- [Directions for this task]
Please filter the listing below and copy out the lines that hold "tracing".

- [Material for the task]

[Start of section]

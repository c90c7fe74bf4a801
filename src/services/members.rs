//! Member management service

use uuid::Uuid;
use validator::Validate;

use crate::{
    error::{AppError, AppResult},
    models::{non_blank, CreateMember, ListQuery, Member},
    repository::{members::NewMember, Repository},
};

#[derive(Clone)]
pub struct MembersService {
    repository: Repository,
}

impl MembersService {
    pub fn new(repository: Repository) -> Self {
        Self { repository }
    }

    pub async fn list_members(&self, query: &ListQuery) -> AppResult<Vec<Member>> {
        self.repository.members.list(query.like_pattern().as_deref()).await
    }

    pub async fn get_member(&self, id: Uuid) -> AppResult<Member> {
        self.repository.members.get_by_id(id).await
    }

    pub async fn create_member(&self, data: CreateMember) -> AppResult<Member> {
        let member = new_member(data)?;
        let created = self.repository.members.create(&member).await?;
        tracing::info!(member_id = %created.id, "Member registered");
        Ok(created)
    }

    pub async fn delete_member(&self, id: Uuid) -> AppResult<()> {
        self.repository.members.delete(id).await?;
        tracing::info!(member_id = %id, "Member deleted");
        Ok(())
    }
}

fn new_member(data: CreateMember) -> AppResult<NewMember> {
    data.validate()?;

    let (Some(name), Some(email)) = (data.name, data.email) else {
        return Err(AppError::Validation("Name and email are required".to_string()));
    };

    Ok(NewMember {
        name,
        email,
        phone: non_blank(data.phone),
        address: non_blank(data.address),
        is_active: data.is_active.unwrap_or(true),
    })
}

#[cfg(test)]
mod tests {
    use super::*;

    #[test]
    fn test_new_member_is_active_by_default() {
        let member = new_member(CreateMember {
            name: Some("Ada".into()),
            email: Some("ada@example.org".into()),
            phone: Some("".into()),
            ..Default::default()
        })
        .unwrap();

        assert!(member.is_active);
        assert_eq!(member.phone, None);
    }

    #[test]
    fn test_new_member_keeps_explicit_inactive() {
        let member = new_member(CreateMember {
            name: Some("Ada".into()),
            email: Some("ada@example.org".into()),
            is_active: Some(false),
            ..Default::default()
        })
        .unwrap();

        assert!(!member.is_active);
    }

    #[test]
    fn test_new_member_requires_email() {
        let err = new_member(CreateMember {
            name: Some("Ada".into()),
            email: Some("".into()),
            ..Default::default()
        })
        .unwrap_err();

        assert!(matches!(err, AppError::Validation(ref m) if m == "Name and email are required"));
    }
}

[End of section]

- [Response area]
        tracing::info!(member_id = %created.id, "Member registered");
        tracing::info!(member_id = %id, "Member deleted");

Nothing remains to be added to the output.